Competing interests: C.M.v.d.A. declares roles in the WHO-IARC European Code Against Cancer working group, B3care user committee and Expert Mission Cancer Screening in Georgia outside of the submitted work. H.J.G. declares consulting fees from Eli Lilly outside of the submitted work. P.A.d.J. research support from Philips Healthcare to their institute outside of the submitted work. J.A. declares speakers fees from Eli Lilly, MSD and BIOCAD, patents from Pamgene and Amphara, data safety monitoring/advisory board participation for Eli-Lilly, Amphara, BIOCAD and MSD, boardmembership of the IASLC and stock ownership in Amphera outside of the submitted work. H.J.d.K. declares consulting fees from Bayer and honoraria from TEVA/Menarini/Astra Zeneca outside of the submitted work. K.t.H. declares grants from NIH, Horizon 2020, University of Zurich, Cancer Research UK, Cancer Australia and the Australian Ministry of Health, speakers fees from Johnson&Johnson and Centre Hospitalier Universitaire Vaudois paid to their institute and travel support from the Rescue Lung Society outside of the submitted work.
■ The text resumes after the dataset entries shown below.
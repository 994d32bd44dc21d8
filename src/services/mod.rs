pub mod reconciliation;
pub mod review_aggregate;
pub mod user_service;
pub mod vote_ledger;
pub mod vote_service;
The remaining authors declare no competing interests.

Figures

**Fig. 1. Relative screening effectiveness for overall LCM by trial and diferent risk-factors aggregated across the considered methods.**
Based on N = 400 lung cancer deaths in NELSON and N = 977 lung cancer deaths in NLST. The screening effectiveness estimates and 95% confidence intervals were based on the medians of the point estimates of the rate-ratios, effect models and causal forests. Similarly, the lower and upper bounds of the 95% confidence intervals were based on the medians of the lower and upper bounds across the considered methods. The estimates for the individual methods can be found in Supplementary Figs. S6–S9. Source data are provided as a Source Data file. LC Lung Cancer, LCM Lung Cancer Mortality, NLST National Lung Screening Trial, Dutch-Belgian Lung Cancer Screening Trial (NELSON Nederlands–Leuvens Longkanker Screenings Onderzoek).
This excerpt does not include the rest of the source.